--- DATA IN THIS EXERCISE ---
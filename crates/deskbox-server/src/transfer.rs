//! File transfer operations for deskbox-server.
//!
//! Pushes are staged next to the destination and renamed into place on the
//! last chunk, so the destination path only ever holds a complete file.

use crate::protocol::{DirNode, FileEntry, RpcFailure, TransferFailure};
use serde::Serialize;
use std::io::ErrorKind;
use std::path::{Path, PathBuf};
use std::time::Duration;
use tokio::fs;
use tokio::io::{AsyncReadExt, AsyncSeekExt, AsyncWriteExt};
use tracing::{debug, info, warn};

/// Largest chunk a single `pull_file` returns (1 MB).
pub const MAX_CHUNK_SIZE: u64 = 1024 * 1024;

/// Attempts for `fetch_url` when the network fails before a response.
const FETCH_ATTEMPTS: u32 = 3;

/// Result of a `push_file` chunk.
#[derive(Debug, Serialize, PartialEq, Eq)]
pub struct PushOutcome {
    /// Bytes staged so far, including this chunk.
    pub written: u64,
    /// True once the file has been moved to its destination.
    pub committed: bool,
}

/// Result of a `pull_file` range read.
#[derive(Debug, Serialize)]
pub struct PullChunk {
    #[serde(with = "crate::protocol::b64")]
    pub data: Vec<u8>,
    pub total_size: u64,
    pub eof: bool,
}

/// Result of `desktop_path`.
#[derive(Debug, Serialize, PartialEq, Eq)]
pub struct DesktopPath {
    pub path: String,
    pub writable: bool,
}

/// Expand a leading `~/` to `$HOME`.
pub fn expand_path(path: &str) -> PathBuf {
    if let Some(rest) = path.strip_prefix("~/") {
        if let Some(home) = std::env::var_os("HOME") {
            return Path::new(&home).join(rest);
        }
    }
    PathBuf::from(path)
}

/// Staging path for an in-progress transfer: `<dir>/.<name>.<id>.part`.
///
/// # Errors
/// Returns `INVALID_PARAMS` for paths without a file name or ids that could
/// escape the destination directory.
pub fn staging_path(dest: &Path, transfer_id: &str) -> Result<PathBuf, RpcFailure> {
    if transfer_id.is_empty()
        || !transfer_id
            .chars()
            .all(|c| c.is_ascii_alphanumeric() || c == '-' || c == '_')
    {
        return Err(RpcFailure::invalid_params(format!(
            "invalid transfer id: {transfer_id:?}"
        )));
    }
    let name = dest
        .file_name()
        .ok_or_else(|| RpcFailure::invalid_params(format!("not a file path: {}", dest.display())))?;
    let mut staged = std::ffi::OsString::from(".");
    staged.push(name);
    staged.push(format!(".{transfer_id}.part"));
    Ok(dest.with_file_name(staged))
}

fn io_failure(context: &str, path: &Path, e: std::io::Error) -> RpcFailure {
    let reason = if e.kind() == ErrorKind::NotFound {
        TransferFailure::NotFound
    } else {
        TransferFailure::Io
    };
    RpcFailure::transfer(reason, format!("{context} '{}': {e}", path.display()))
}

/// Append one chunk to a staged upload, committing it when `last` is set.
///
/// Offset 0 starts (or restarts) the transfer. Any other offset must equal
/// the bytes staged so far.
///
/// # Errors
/// Returns `TRANSFER_ERROR` on I/O failure or a non-contiguous offset.
pub async fn push_chunk(
    path: &str,
    transfer_id: &str,
    offset: u64,
    data: &[u8],
    last: bool,
) -> Result<PushOutcome, RpcFailure> {
    let dest = expand_path(path);
    let staging = staging_path(&dest, transfer_id)?;

    let mut file = if offset == 0 {
        if let Some(parent) = dest.parent().filter(|p| !p.as_os_str().is_empty()) {
            fs::create_dir_all(parent)
                .await
                .map_err(|e| io_failure("failed to create directories for", &dest, e))?;
        }
        fs::File::create(&staging)
            .await
            .map_err(|e| io_failure("failed to create", &staging, e))?
    } else {
        let file = fs::OpenOptions::new()
            .append(true)
            .open(&staging)
            .await
            .map_err(|e| io_failure("no transfer in progress for", &dest, e))?;
        let staged = file
            .metadata()
            .await
            .map_err(|e| io_failure("failed to stat", &staging, e))?
            .len();
        if staged != offset {
            return Err(RpcFailure::transfer(
                TransferFailure::Io,
                format!("offset mismatch for '{}': expected {staged}, got {offset}", dest.display()),
            ));
        }
        file
    };

    file.write_all(data)
        .await
        .map_err(|e| io_failure("failed to write", &staging, e))?;
    file.flush()
        .await
        .map_err(|e| io_failure("failed to write", &staging, e))?;
    let written = offset + data.len() as u64;

    if last {
        file.sync_all()
            .await
            .map_err(|e| io_failure("failed to sync", &staging, e))?;
        drop(file);
        if let Err(e) = fs::rename(&staging, &dest).await {
            let _ = fs::remove_file(&staging).await;
            return Err(io_failure("failed to commit", &dest, e));
        }
        info!(path = %dest.display(), size = written, "upload committed");
    } else {
        debug!(path = %dest.display(), written, "chunk staged");
    }

    Ok(PushOutcome {
        written,
        committed: last,
    })
}

/// Discard a staged upload. Missing staging files are not an error.
///
/// # Errors
/// Returns `TRANSFER_ERROR` if the staging file exists but cannot be removed.
pub async fn abort_push(path: &str, transfer_id: &str) -> Result<(), RpcFailure> {
    let staging = staging_path(&expand_path(path), transfer_id)?;
    match fs::remove_file(&staging).await {
        Ok(()) => {
            debug!(path = %staging.display(), "staged upload discarded");
            Ok(())
        }
        Err(e) if e.kind() == ErrorKind::NotFound => Ok(()),
        Err(e) => Err(io_failure("failed to remove", &staging, e)),
    }
}

/// Read up to `length` bytes of a file starting at `offset`.
///
/// # Errors
/// Returns `TRANSFER_ERROR` (`not_found` for missing files).
pub async fn pull_chunk(path: &str, offset: u64, length: u64) -> Result<PullChunk, RpcFailure> {
    let path = expand_path(path);
    let mut file = fs::File::open(&path)
        .await
        .map_err(|e| io_failure("failed to open", &path, e))?;
    let metadata = file
        .metadata()
        .await
        .map_err(|e| io_failure("failed to stat", &path, e))?;
    if metadata.is_dir() {
        return Err(RpcFailure::transfer(
            TransferFailure::Io,
            format!("'{}' is a directory", path.display()),
        ));
    }
    let total_size = metadata.len();

    let start = offset.min(total_size);
    let want = length.min(MAX_CHUNK_SIZE).min(total_size - start);
    file.seek(std::io::SeekFrom::Start(start))
        .await
        .map_err(|e| io_failure("failed to seek", &path, e))?;
    let mut data = Vec::with_capacity(want as usize);
    (&mut file)
        .take(want)
        .read_to_end(&mut data)
        .await
        .map_err(|e| io_failure("failed to read", &path, e))?;

    let eof = start + data.len() as u64 >= total_size;
    Ok(PullChunk {
        data,
        total_size,
        eof,
    })
}

/// Download `url` into `path` inside the container.
///
/// The body streams into a staging file that is renamed on success and
/// removed on failure. Connection failures are retried; HTTP error statuses
/// are not.
///
/// # Errors
/// Returns `TRANSFER_ERROR` with reason `network`, `http_status` or `io`.
pub async fn fetch_url(
    client: &reqwest::Client,
    url: &str,
    path: &str,
) -> Result<u64, RpcFailure> {
    let dest = expand_path(path);
    let staging = staging_path(&dest, &uuid::Uuid::new_v4().simple().to_string())?;

    let mut attempt = 1;
    let result = loop {
        match download(client, url, &dest, &staging).await {
            Err(failure) if is_network(&failure) && attempt < FETCH_ATTEMPTS => {
                warn!(url, attempt, error = %failure, "download failed, retrying");
                let _ = fs::remove_file(&staging).await;
                tokio::time::sleep(Duration::from_millis(500 * u64::from(attempt))).await;
                attempt += 1;
            }
            other => break other,
        }
    };

    match result {
        Ok(size) => {
            if let Err(e) = fs::rename(&staging, &dest).await {
                let _ = fs::remove_file(&staging).await;
                return Err(io_failure("failed to commit", &dest, e));
            }
            info!(url, path = %dest.display(), size, "download complete");
            Ok(size)
        }
        Err(failure) => {
            let _ = fs::remove_file(&staging).await;
            Err(failure)
        }
    }
}

fn is_network(failure: &RpcFailure) -> bool {
    failure
        .data
        .as_ref()
        .and_then(|d| d.get("reason"))
        .and_then(|r| r.as_str())
        == Some("network")
}

async fn download(
    client: &reqwest::Client,
    url: &str,
    dest: &Path,
    staging: &Path,
) -> Result<u64, RpcFailure> {
    let network = |e: reqwest::Error| {
        RpcFailure::transfer(TransferFailure::Network, format!("failed to fetch {url}: {e}"))
    };

    let mut response = client.get(url).send().await.map_err(network)?;
    let status = response.status();
    if !status.is_success() {
        return Err(RpcFailure::transfer(
            TransferFailure::HttpStatus,
            format!("GET {url} returned {status}"),
        )
        .with_data(serde_json::json!({
            "reason": TransferFailure::HttpStatus,
            "status": status.as_u16(),
        })));
    }

    if let Some(parent) = dest.parent().filter(|p| !p.as_os_str().is_empty()) {
        fs::create_dir_all(parent)
            .await
            .map_err(|e| io_failure("failed to create directories for", dest, e))?;
    }
    let mut file = fs::File::create(staging)
        .await
        .map_err(|e| io_failure("failed to create", staging, e))?;

    let mut size = 0u64;
    while let Some(chunk) = response.chunk().await.map_err(network)? {
        file.write_all(&chunk)
            .await
            .map_err(|e| io_failure("failed to write", staging, e))?;
        size += chunk.len() as u64;
    }
    file.sync_all()
        .await
        .map_err(|e| io_failure("failed to sync", staging, e))?;
    Ok(size)
}

/// List contents of a directory, sorted by name.
///
/// # Errors
/// Returns `TRANSFER_ERROR` if the directory cannot be read.
pub async fn list_dir(path: &str) -> Result<Vec<FileEntry>, RpcFailure> {
    let path = expand_path(path);
    let mut entries = fs::read_dir(&path)
        .await
        .map_err(|e| io_failure("failed to read directory", &path, e))?;

    let mut result = Vec::new();
    while let Some(entry) = entries
        .next_entry()
        .await
        .map_err(|e| io_failure("failed to read entry in", &path, e))?
    {
        let metadata = entry
            .metadata()
            .await
            .map_err(|e| io_failure("failed to get metadata in", &path, e))?;

        result.push(FileEntry {
            name: entry.file_name().to_string_lossy().into_owned(),
            is_dir: metadata.is_dir(),
            size: if metadata.is_file() { metadata.len() } else { 0 },
        });
    }

    result.sort_by(|a, b| a.name.cmp(&b.name));
    Ok(result)
}

/// The desktop directory of the session user, `$HOME/Desktop`.
///
/// # Errors
/// Returns `TRANSFER_ERROR` with reason `not_found` if it does not exist.
pub fn desktop_path() -> Result<DesktopPath, RpcFailure> {
    let home = std::env::var_os("HOME")
        .ok_or_else(|| RpcFailure::transfer(TransferFailure::NotFound, "HOME is not set"))?;
    desktop_path_in(Path::new(&home))
}

fn desktop_path_in(home: &Path) -> Result<DesktopPath, RpcFailure> {
    let desktop = home.join("Desktop");
    if !desktop.is_dir() {
        return Err(RpcFailure::transfer(
            TransferFailure::NotFound,
            format!("no desktop directory at '{}'", desktop.display()),
        ));
    }
    Ok(DesktopPath {
        writable: is_writable(&desktop),
        path: desktop.to_string_lossy().into_owned(),
    })
}

fn is_writable(path: &Path) -> bool {
    use std::os::unix::ffi::OsStrExt;
    let Ok(c_path) = std::ffi::CString::new(path.as_os_str().as_bytes()) else {
        return false;
    };
    // SAFETY: c_path is a valid NUL-terminated string for the duration of the call.
    unsafe { libc::access(c_path.as_ptr(), libc::W_OK) == 0 }
}

/// Walk a directory into a tree, descending at most `max_depth` levels.
///
/// Subdirectories that cannot be read are reported in their `error` field
/// instead of failing the whole walk.
///
/// # Errors
/// Returns `TRANSFER_ERROR` if `path` itself cannot be read.
pub async fn directory_tree(path: &str, max_depth: u32) -> Result<DirNode, RpcFailure> {
    let root = expand_path(path);
    tokio::task::spawn_blocking(move || {
        let metadata = std::fs::metadata(&root)
            .map_err(|e| io_failure("failed to stat", &root, e))?;
        if !metadata.is_dir() {
            return Err(RpcFailure::transfer(
                TransferFailure::Io,
                format!("not a directory: '{}'", root.display()),
            ));
        }
        let children = read_tree(&root, max_depth)
            .map_err(|e| io_failure("failed to read directory", &root, e))?;
        Ok(DirNode {
            name: root.to_string_lossy().into_owned(),
            is_dir: true,
            size: 0,
            children: Some(children),
            error: None,
        })
    })
    .await
    .map_err(|e| RpcFailure::internal(format!("directory walk failed: {e}")))?
}

fn read_tree(dir: &Path, depth: u32) -> std::io::Result<Vec<DirNode>> {
    let mut nodes = Vec::new();
    for entry in std::fs::read_dir(dir)? {
        let entry = entry?;
        let name = entry.file_name().to_string_lossy().into_owned();
        // Symlinks are listed but never followed.
        let file_type = entry.file_type()?;
        if file_type.is_dir() {
            let (children, error) = if depth == 0 {
                (None, None)
            } else {
                match read_tree(&entry.path(), depth - 1) {
                    Ok(children) => (Some(children), None),
                    Err(e) => (None, Some(e.to_string())),
                }
            };
            nodes.push(DirNode {
                name,
                is_dir: true,
                size: 0,
                children,
                error,
            });
        } else {
            let size = if file_type.is_file() {
                entry.metadata().map(|m| m.len()).unwrap_or(0)
            } else {
                0
            };
            nodes.push(DirNode {
                name,
                is_dir: false,
                size,
                children: None,
                error: None,
            });
        }
    }
    nodes.sort_by(|a, b| a.name.cmp(&b.name));
    Ok(nodes)
}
---
▶ WHAT TO DO: Only the lines from the first one of the listing up to and including the line where "use std::io::ErrorKind;" appears are wanted, reproduced exactly.

▶ REPLY TO THE EXERCISE:
filename crates/deskbox-server/src/transfer.rs
//! File transfer operations for deskbox-server.
//!
//! Pushes are staged next to the destination and renamed into place on the
//! last chunk, so the destination path only ever holds a complete file.

use crate::protocol::{DirNode, FileEntry, RpcFailure, TransferFailure};
use serde::Serialize;
use std::io::ErrorKind;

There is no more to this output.